- Work instruction:
Go to the line below containing "if let Err(e)" and print exactly from there through the line containing "The connection registry.", both included. Print nothing else.

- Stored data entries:
++++++++

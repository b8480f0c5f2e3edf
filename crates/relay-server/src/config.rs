//! Server configuration.

use std::path::PathBuf;
use std::time::Duration;

use relay_settings::RelaySettings;
use serde::{Deserialize, Serialize};

/// Runtime configuration for the relay server.
#[derive(Clone, Debug, PartialEq, Eq, Serialize, Deserialize)]
pub struct ServerConfig {
    /// Host to bind.
    pub host: String,
    /// Port to bind (`0` for auto-assign).
    pub port: u16,
    /// Maximum concurrent `WebSocket` connections.
    pub max_connections: usize,
    /// Heartbeat interval in seconds.
    pub heartbeat_interval_secs: u64,
    /// Close a client after this many seconds without any inbound frame.
    pub heartbeat_timeout_secs: u64,
    /// Max `WebSocket` message size in bytes.
    pub max_message_size: usize,
    /// Per-recipient broadcast send deadline in milliseconds.
    pub send_timeout_ms: u64,
    /// Outbound queue size per connection.
    pub outbound_queue_capacity: usize,
    /// Directory served for non-API paths.
    pub static_dir: Option<PathBuf>,
}

impl ServerConfig {
    /// `host:port` string for binding.
    pub fn bind_addr(&self) -> String {
        format!("{}:{}", self.host, self.port)
    }

    /// Broadcast send deadline.
    pub fn send_timeout(&self) -> Duration {
        Duration::from_millis(self.send_timeout_ms.max(1))
    }

    /// Ping and liveness check interval.
    pub fn heartbeat_interval(&self) -> Duration {
        Duration::from_secs(self.heartbeat_interval_secs.max(1))
    }

    /// Silence tolerated before a client is dropped.
    pub fn heartbeat_timeout(&self) -> Duration {
        Duration::from_secs(self.heartbeat_timeout_secs)
    }
}

impl From<&RelaySettings> for ServerConfig {
    fn from(settings: &RelaySettings) -> Self {
        Self {
            host: settings.server.host.clone(),
            port: settings.server.port,
            max_connections: settings.server.max_connections,
            heartbeat_interval_secs: settings.heartbeat.interval_secs,
            heartbeat_timeout_secs: settings.heartbeat.timeout_secs,
            max_message_size: settings.server.max_message_size,
            send_timeout_ms: settings.hub.send_timeout_ms,
            outbound_queue_capacity: settings.hub.outbound_queue_capacity,
            static_dir: settings.server.static_dir.as_ref().map(PathBuf::from),
        }
    }
}

impl Default for ServerConfig {
    fn default() -> Self {
        Self::from(&RelaySettings::default())
    }
}
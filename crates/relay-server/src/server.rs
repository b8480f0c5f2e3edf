//! `RelayServer`: Axum HTTP + `WebSocket` server.

use std::net::SocketAddr;
use std::sync::Arc;
use std::time::{Duration, Instant};

use axum::Router;
use axum::extract::State;
use axum::extract::ws::WebSocketUpgrade;
use axum::http::{StatusCode, header};
use axum::response::{IntoResponse, Json, Response};
use axum::routing::get;
use metrics_exporter_prometheus::PrometheusHandle;
use tokio::net::TcpListener;
use tokio::task::JoinHandle;
use tower_http::cors::CorsLayer;
use tower_http::services::ServeDir;
use tower_http::trace::TraceLayer;
use tracing::{error, info, warn};

use crate::config::ServerConfig;
use crate::errors::ServerError;
use crate::health::{self, HealthResponse};
use crate::hub::Hub;
use crate::shutdown::ShutdownCoordinator;
use crate::websocket::{self, WsOptions};

/// Shared state accessible from Axum handlers.
#[derive(Clone)]
pub struct AppState {
    /// Connection registry.
    pub hub: Arc<Hub>,
    /// Shutdown coordinator.
    pub shutdown: Arc<ShutdownCoordinator>,
    /// When the server started.
    pub start_time: Instant,
    /// Server configuration.
    pub config: Arc<ServerConfig>,
    /// Prometheus handle, when a recorder is installed.
    pub metrics: Option<PrometheusHandle>,
}

/// The relay server.
pub struct RelayServer {
    config: Arc<ServerConfig>,
    hub: Arc<Hub>,
    shutdown: Arc<ShutdownCoordinator>,
    start_time: Instant,
    metrics: Option<PrometheusHandle>,
}

impl RelayServer {
    /// Create a new server with an empty hub.
    pub fn new(config: ServerConfig) -> Self {
        let hub = Arc::new(Hub::new(config.send_timeout()));
        Self {
            config: Arc::new(config),
            hub,
            shutdown: Arc::new(ShutdownCoordinator::new()),
            start_time: Instant::now(),
            metrics: None,
        }
    }

    /// Serve `/metrics` from `handle`.
    #[must_use]
    pub fn with_metrics(mut self, handle: PrometheusHandle) -> Self {
        self.metrics = Some(handle);
        self
    }

    /// Build the Axum router with all routes.
    pub fn router(&self) -> Router {
        let state = AppState {
            hub: self.hub.clone(),
            shutdown: self.shutdown.clone(),
            start_time: self.start_time,
            config: self.config.clone(),
            metrics: self.metrics.clone(),
        };

        let mut router = Router::new()
            .route("/ws", get(ws_handler))
            .route("/health", get(health_handler))
            .route("/metrics", get(metrics_handler));
        if let Some(dir) = &self.config.static_dir {
            router = router.fallback_service(ServeDir::new(dir));
        }

        router
            .with_state(state)
            .layer(TraceLayer::new_for_http())
            .layer(CorsLayer::permissive())
    }

    /// Bind and start serving in a background task.
    ///
    /// Returns the bound address and the serve task. The task stops accepting
    /// when the shutdown token is cancelled, closes every hub member, and
    /// exits once in-flight HTTP requests are done.
    pub async fn listen(&self) -> Result<(SocketAddr, JoinHandle<()>), ServerError> {
        let addr = self.config.bind_addr();
        let listener = TcpListener::bind(&addr)
            .await
            .map_err(|source| ServerError::Bind {
                addr: addr.clone(),
                source,
            })?;
        let local_addr = listener.local_addr()?;

        let router = self.router();
        let token = self.shutdown.token();
        let hub = self.hub.clone();
        let stop = async move {
            token.cancelled().await;
            let closed = hub.close_all().await;
            info!(closed, "shutdown: closed all connections");
        };

        info!(%local_addr, "relay server listening");
        let handle = tokio::spawn(async move {
            if let Err(e) = axum::serve(listener, router)
                .with_graceful_shutdown(stop)
                .await
            {
                error!(error = %e, "server error");
            }
        });

        Ok((local_addr, handle))
    }

    /// Cancel the shutdown token and wait up to `timeout` for `serve_task`.
    pub async fn shutdown_gracefully(&self, serve_task: JoinHandle<()>, timeout: Duration) -> bool {
        self.shutdown
            .graceful_shutdown(vec![serve_task], Some(timeout))
            .await
    }

    /// The connection registry.
    pub fn hub(&self) -> &Arc<Hub> {
        &self.hub
    }

    /// The shutdown coordinator.
    pub fn shutdown(&self) -> &Arc<ShutdownCoordinator> {
        &self.shutdown
    }

    /// The server configuration.
    pub fn config(&self) -> &ServerConfig {
        &self.config
    }
}

/// GET /ws
async fn ws_handler(ws: WebSocketUpgrade, State(state): State<AppState>) -> Response {
    if state.shutdown.is_shutting_down() {
        return (StatusCode::SERVICE_UNAVAILABLE, "server is shutting down").into_response();
    }
    let connections = state.hub.len();
    if connections >= state.config.max_connections {
        warn!(
            connections,
            max = state.config.max_connections,
            "connection limit reached, refusing upgrade"
        );
        return (StatusCode::SERVICE_UNAVAILABLE, "connection limit reached").into_response();
    }

    let options = WsOptions::from(state.config.as_ref());
    let hub = state.hub.clone();
    ws.max_message_size(state.config.max_message_size)
        .on_failed_upgrade(|error: axum::Error| warn!(%error, "websocket upgrade failed"))
        .on_upgrade(move |socket| websocket::serve_socket(socket, hub, options))
}

/// GET /health
async fn health_handler(State(state): State<AppState>) -> Json<HealthResponse> {
    Json(health::health_check(state.start_time, state.hub.len()))
}

/// GET /metrics
async fn metrics_handler(State(state): State<AppState>) -> Response {
    match &state.metrics {
        Some(handle) => (
            [(header::CONTENT_TYPE, "text/plain; version=0.0.4")],
            handle.render(),
        )
            .into_response(),
        None => StatusCode::NOT_FOUND.into_response(),
    }
}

++++++++

- Output of the task:
            if let Err(e) = axum::serve(listener, router)
                .with_graceful_shutdown(stop)
                .await
            {
                error!(error = %e, "server error");
            }
        });

        Ok((local_addr, handle))
    }

    /// Cancel the shutdown token and wait up to `timeout` for `serve_task`.
    pub async fn shutdown_gracefully(&self, serve_task: JoinHandle<()>, timeout: Duration) -> bool {
        self.shutdown
            .graceful_shutdown(vec![serve_task], Some(timeout))
            .await
    }

    /// The connection registry.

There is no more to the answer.